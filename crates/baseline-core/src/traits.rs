//! Core trait definitions for the baseline pipeline.
//!
//! Two traits define the boundary between this workspace and the outside:
//!
//! - `AccountApi`: the AWS control-plane collaborator (reads and writes)
//! - `MutationJournal`: trusted sink recording every mutating call attempt
//!
//! Credentials and region belong to the `AccountApi` implementation and are
//! fixed at construction. Nothing in the pipeline reads ambient process state.

use std::collections::BTreeMap;

use async_trait::async_trait;
use serde_json::Value;

use baseline_contracts::{
    api::ApiError,
    control::ResourceRef,
    error::BaselineResult,
    journal::MutationRecord,
    state::{ResourceSnapshot, StateDiff},
};

/// The AWS control-plane surface the inspector and applier talk to.
///
/// Implementations must be safe to call concurrently for distinct resources.
#[async_trait]
pub trait AccountApi: Send + Sync {
    /// Describe a resource. `Ok(None)` means the resource does not exist.
    ///
    /// Must not mutate account state.
    async fn describe(&self, target: &ResourceRef) -> Result<Option<ResourceSnapshot>, ApiError>;

    /// Create the resource with the desired attributes and stamp `tags` on it.
    ///
    /// Implementations issue only the calls needed for the attributes present
    /// in `desired`.
    async fn create(
        &self,
        target: &ResourceRef,
        desired: &Value,
        tags: &BTreeMap<String, String>,
    ) -> Result<(), ApiError>;

    /// Converge the attributes listed in `diff` to their desired values.
    ///
    /// `desired` is the full desired object, for services whose update call
    /// replaces the whole configuration.
    async fn update(
        &self,
        target: &ResourceRef,
        desired: &Value,
        diff: &StateDiff,
    ) -> Result<(), ApiError>;

    /// Delete the resource.
    async fn delete(&self, target: &ResourceRef) -> Result<(), ApiError>;
}

/// The mutation journal: the append-only record of what the applier did.
///
/// Every mutating call attempt produces exactly one `MutationRecord`.
pub trait MutationJournal: Send + Sync {
    /// Append one record. Implementations must treat this as append-only.
    fn record(&self, record: &MutationRecord) -> BaselineResult<()>;

    /// Mark the run as complete. Called once, after the last record.
    fn finalize(&self, run_id: &str) -> BaselineResult<()>;
}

━━━━━━━━━━━━━━━━

[Problem to solve] Only a number is required here: the count of lines in these entries that hold "attributes".

[Answer section] 3